▸ Task description: Count the lines in the records beneath this task that contain the string "reconciliation", then give the count by itself.

Saved data entries:
'''

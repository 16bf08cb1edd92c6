//! One-call reconciliation: master records plus N supplier record sets in,
//! full report out.

use std::collections::BTreeMap;

use reqsync_core::RequirementRecord;

use crate::conflict::scan_conflicts;
use crate::harmonize::StatusHarmonizer;
use crate::matcher::match_feedback;
use crate::model::{FeedbackMatch, ReconMeta, ReconReport, ReconSummary, UnmatchedReason};

/// Run a reconciliation over one review cycle. Suppliers are processed in
/// the given order; the harmonizer is consulted per record and its
/// counters end up in the summary.
pub fn run(
    master_records: &[RequirementRecord],
    suppliers: &[(String, Vec<RequirementRecord>)],
    harmonizer: &mut StatusHarmonizer,
) -> ReconReport {
    let mut supplier_results = BTreeMap::new();
    let mut all_matches: Vec<FeedbackMatch> = Vec::new();

    for (identity, records) in suppliers {
        let output = match_feedback(master_records, records, identity, harmonizer);
        all_matches.extend(output.matches.iter().cloned());
        supplier_results.insert(identity.clone(), output);
    }

    let conflicts = scan_conflicts(master_records.len(), &all_matches);

    let mut summary = ReconSummary {
        suppliers: suppliers.len(),
        total_matches: all_matches.len(),
        conflicted_requirements: conflicts.conflicted_requirements,
        conflict_percentage: conflicts.conflict_percentage,
        statuses_normalized: harmonizer.stats().total_normalized,
        unknown_statuses: harmonizer.stats().unknown_fallbacks,
        ..Default::default()
    };
    for output in supplier_results.values() {
        for reason in &output.unmatched {
            match reason {
                UnmatchedReason::MissingIdentifier { .. } => {
                    summary.unmatched_missing_identifier += 1;
                }
                UnmatchedReason::NoMasterMatch { .. } => {
                    summary.unmatched_no_master += 1;
                }
            }
        }
    }

    ReconReport {
        meta: ReconMeta {
            engine_version: env!("CARGO_PKG_VERSION").to_string(),
            run_at: chrono::Utc::now().to_rfc3339(),
        },
        supplier_results,
        conflicts,
        summary,
    }
}

#[cfg(test)]
mod tests {
    use super::*;
    use reqsync_core::{Attributes, NormalizedStatus, RequirementRecord};

    fn master(id: &str) -> RequirementRecord {
        RequirementRecord {
            id: id.into(),
            ..Default::default()
        }
    }

    fn response(id: &str, status: &str) -> RequirementRecord {
        let mut attributes = Attributes::new();
        attributes.push("SupplierStatus".into(), status.into());
        RequirementRecord {
            id: id.into(),
            attributes,
            ..Default::default()
        }
    }

    #[test]
    fn full_run_produces_conflicts_and_summary() {
        let masters = vec![master("R1"), master("R2"), master("R3")];
        let suppliers = vec![
            (
                "acme".to_string(),
                vec![response("R1", "agreed"), response("R2", "ok")],
            ),
            (
                "globex".to_string(),
                vec![
                    response("R1", "rejected"),
                    response("R2", "accepted"),
                    response("R9", "ok"),
                ],
            ),
        ];

        let mut harmonizer = StatusHarmonizer::new();
        let report = run(&masters, &suppliers, &mut harmonizer);

        assert_eq!(report.summary.suppliers, 2);
        assert_eq!(report.summary.total_matches, 4);
        assert_eq!(report.summary.unmatched_no_master, 1);
        assert_eq!(report.summary.unmatched_missing_identifier, 0);

        // R1: accepted vs rejected is the only conflict.
        assert_eq!(report.conflicts.conflicted_requirements, 1);
        let conflict = &report.conflicts.conflicts["R1"];
        assert_eq!(
            conflict.distinct_statuses(),
            vec![NormalizedStatus::Accepted, NormalizedStatus::Rejected]
        );

        // Normalization only runs for matched records, one call each.
        assert_eq!(report.summary.statuses_normalized, 4);
        assert!(!report.meta.run_at.is_empty());
    }

    #[test]
    fn report_serializes_to_json() {
        let masters = vec![master("R1")];
        let suppliers = vec![("acme".to_string(), vec![response("R1", "ok")])];
        let mut harmonizer = StatusHarmonizer::new();
        let report = run(&masters, &suppliers, &mut harmonizer);

        let json = serde_json::to_value(&report).unwrap();
        assert_eq!(json["summary"]["total_matches"], 1);
        assert_eq!(
            json["supplier_results"]["acme"]["matches"][0]["normalized_status"],
            "Accepted"
        );
    }
}
//! Requirement extraction: one pass over the requirement-bearing elements,
//! resolving type and attribute-definition references through the catalogs.
//!
//! Per-element failures are data, not control flow: each element produces
//! either a record or a counted skip reason, and a bad element never aborts
//! the document.

use serde::Serialize;

use reqsync_core::RequirementRecord;

use crate::catalog::{AttributeKind, Catalogs};
use crate::dom::{flatten_text, Element};
use crate::ns::NamespaceContext;

/// One requirement-bearing element that could not be processed.
#[derive(Debug, Clone, Serialize)]
pub struct SkippedElement {
    pub index: usize,
    pub reason: String,
}

/// Counters accumulated while extracting attribute values.
#[derive(Debug, Default, Clone, Copy, Serialize)]
pub struct ValueCounters {
    pub content_extractions: usize,
    /// Attribute values whose definition reference could not be located at
    /// all (no reference attribute, no nested reference element).
    pub values_without_definition: usize,
}

#[derive(Debug, Default)]
pub struct ExtractionOutput {
    pub records: Vec<RequirementRecord>,
    pub skipped: Vec<SkippedElement>,
    pub spec_objects_processed: usize,
    pub counters: ValueCounters,
}

/// Extract every requirement record reachable from `root`.
pub fn extract(root: &Element, ctx: &NamespaceContext, catalogs: &Catalogs) -> ExtractionOutput {
    let mut output = ExtractionOutput::default();

    for (index, spec_object) in ctx.find_all(root, "SPEC-OBJECT").into_iter().enumerate() {
        output.spec_objects_processed += 1;
        match process_spec_object(spec_object, index, ctx, catalogs, &mut output.counters) {
            Ok(record) => output.records.push(record),
            Err(reason) => output.skipped.push(SkippedElement { index, reason }),
        }
    }

    output
}

fn process_spec_object(
    element: &Element,
    index: usize,
    ctx: &NamespaceContext,
    catalogs: &Catalogs,
    counters: &mut ValueCounters,
) -> Result<RequirementRecord, String> {
    let source_identifier = element.identifier().map(str::to_string);
    let (id, generated_id) = match source_identifier.clone() {
        Some(identifier) => (identifier, false),
        None => (format!("REQ_{index}"), true),
    };

    let mut record = RequirementRecord {
        // `identifier` is kept only when distinct from `id`; the id is
        // derived from the same source attribute, so it only survives when
        // the two diverge.
        identifier: source_identifier.filter(|identifier| identifier != &id),
        id,
        generated_id,
        ..Default::default()
    };

    // Type reference: resolved display name when cataloged, raw reference
    // string otherwise. Never silently dropped.
    if let Some(type_ref) = type_reference(element, ctx) {
        let resolved = catalogs
            .spec_object_type_name(&type_ref)
            .map(str::to_string)
            .unwrap_or(type_ref);
        record.requirement_type = Some(resolved);
    }

    if let Some(values) = ctx.find_child(element, "VALUES") {
        for kind in AttributeKind::ALL {
            for value_element in ctx.find_all(values, &kind.value_tag()) {
                process_attribute_value(value_element, kind, ctx, catalogs, &mut record, counters)?;
            }
        }
    }

    record.content_fingerprint = record.fingerprint();
    Ok(record)
}

/// Reference from the nested type element: tried as a direct attribute
/// first, then as a nested reference element's text.
fn type_reference(element: &Element, ctx: &NamespaceContext) -> Option<String> {
    let type_element = ctx.find_child(element, "TYPE")?;
    if let Some(reference) = type_element
        .attr("SPEC-OBJECT-TYPE-REF")
        .or_else(|| type_element.attr("spec-object-type-ref"))
    {
        if !reference.is_empty() {
            return Some(reference.to_string());
        }
    }
    ctx.find_child(type_element, "SPEC-OBJECT-TYPE-REF")
        .and_then(Element::text_trimmed)
        .map(str::to_string)
}

fn process_attribute_value(
    element: &Element,
    kind: AttributeKind,
    ctx: &NamespaceContext,
    catalogs: &Catalogs,
    record: &mut RequirementRecord,
    counters: &mut ValueCounters,
) -> Result<(), String> {
    let Some(definition_ref) = attribute_definition_ref(element, ctx) else {
        counters.values_without_definition += 1;
        return Ok(());
    };

    let definition = catalogs.attribute_definition(&definition_ref);

    // The cataloged kind wins over the element name: a value element of any
    // spelling whose definition declares an enumeration resolves through
    // the value table.
    let content = match definition.map(|def| def.kind) {
        Some(AttributeKind::Enumeration) => extract_enumeration(element, ctx, catalogs)?,
        _ => extract_by_kind(element, kind, ctx, catalogs)?,
    };

    if content.is_empty() {
        return Ok(());
    }

    // Two views of the same value: stable key and display key, always
    // populated together.
    let display_name = definition
        .map(|def| def.display_name.clone())
        .unwrap_or_else(|| definition_ref.clone());
    record.raw_attributes.insert(definition_ref, content.clone());
    record.attributes.push(display_name, content);
    counters.content_extractions += 1;
    Ok(())
}

/// Owning-definition reference: direct attribute first, then the nested
/// `DEFINITION` element's reference child, over all seven reference kinds.
fn attribute_definition_ref(element: &Element, ctx: &NamespaceContext) -> Option<String> {
    if let Some(reference) = element
        .attr("ATTRIBUTE-DEFINITION-REF")
        .or_else(|| element.attr("attribute-definition-ref"))
    {
        if !reference.is_empty() {
            return Some(reference.to_string());
        }
    }

    let definition = ctx.find_child(element, "DEFINITION")?;
    for kind in AttributeKind::ALL {
        if let Some(reference) = ctx.find_child(definition, &kind.definition_ref_tag()) {
            if let Some(text) = reference.text_trimmed() {
                return Some(text.to_string());
            }
        }
    }
    None
}

fn extract_by_kind(
    element: &Element,
    kind: AttributeKind,
    ctx: &NamespaceContext,
    catalogs: &Catalogs,
) -> Result<String, String> {
    match kind {
        AttributeKind::String => Ok(extract_string(element, ctx)),
        AttributeKind::Xhtml => Ok(extract_xhtml(element, ctx)),
        AttributeKind::Enumeration => extract_enumeration(element, ctx, catalogs),
        AttributeKind::Integer | AttributeKind::Real | AttributeKind::Date => {
            Ok(extract_numeric(element, ctx))
        }
        AttributeKind::Boolean => Ok(extract_boolean(element, ctx)),
    }
}

fn the_value_attr<'a>(element: &'a Element) -> Option<&'a str> {
    element
        .attr("THE-VALUE")
        .or_else(|| element.attr("the-value"))
}

fn extract_string(element: &Element, ctx: &NamespaceContext) -> String {
    if let Some(value) = the_value_attr(element) {
        if !value.is_empty() {
            return value.to_string();
        }
    }
    if let Some(value_element) = ctx.find_child(element, "THE-VALUE") {
        return flatten_text(value_element);
    }
    element.text_trimmed().unwrap_or_default().to_string()
}

fn extract_xhtml(element: &Element, ctx: &NamespaceContext) -> String {
    if let Some(value_element) = ctx.find_child(element, "THE-VALUE") {
        return flatten_text(value_element);
    }

    let all_text = flatten_text(element);
    // Flattened rich text sometimes leads with the internal reference id;
    // drop that token when present.
    if all_text.starts_with('_') {
        if let Some((_, rest)) = all_text.split_once(' ') {
            return rest.to_string();
        }
    }
    all_text
}

fn extract_enumeration(
    element: &Element,
    ctx: &NamespaceContext,
    catalogs: &Catalogs,
) -> Result<String, String> {
    if let Some(values) = ctx.find_child(element, "VALUES") {
        let references = ctx.find_all(values, "ENUM-VALUE-REF");
        if let Some(first) = references.first() {
            // Multiple references: the first one wins.
            let value_id = first
                .text_trimmed()
                .ok_or_else(|| "enumeration reference with empty value id".to_string())?;
            return Ok(catalogs
                .enum_value_name(value_id)
                .unwrap_or(value_id)
                .to_string());
        }
    }
    if let Some(value) = the_value_attr(element) {
        return Ok(catalogs
            .enum_value_name(value)
            .unwrap_or(value)
            .to_string());
    }
    Ok(String::new())
}

fn extract_numeric(element: &Element, ctx: &NamespaceContext) -> String {
    if let Some(value) = the_value_attr(element) {
        return value.to_string();
    }
    ctx.find_child(element, "THE-VALUE")
        .and_then(Element::text_trimmed)
        .unwrap_or_default()
        .to_string()
}

fn extract_boolean(element: &Element, ctx: &NamespaceContext) -> String {
    let value = extract_numeric(element, ctx);
    match value.to_lowercase().as_str() {
        "true" | "1" | "yes" => "Yes".to_string(),
        "false" | "0" | "no" => "No".to_string(),
        _ => value,
    }
}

'''

▸ Output for this task: 2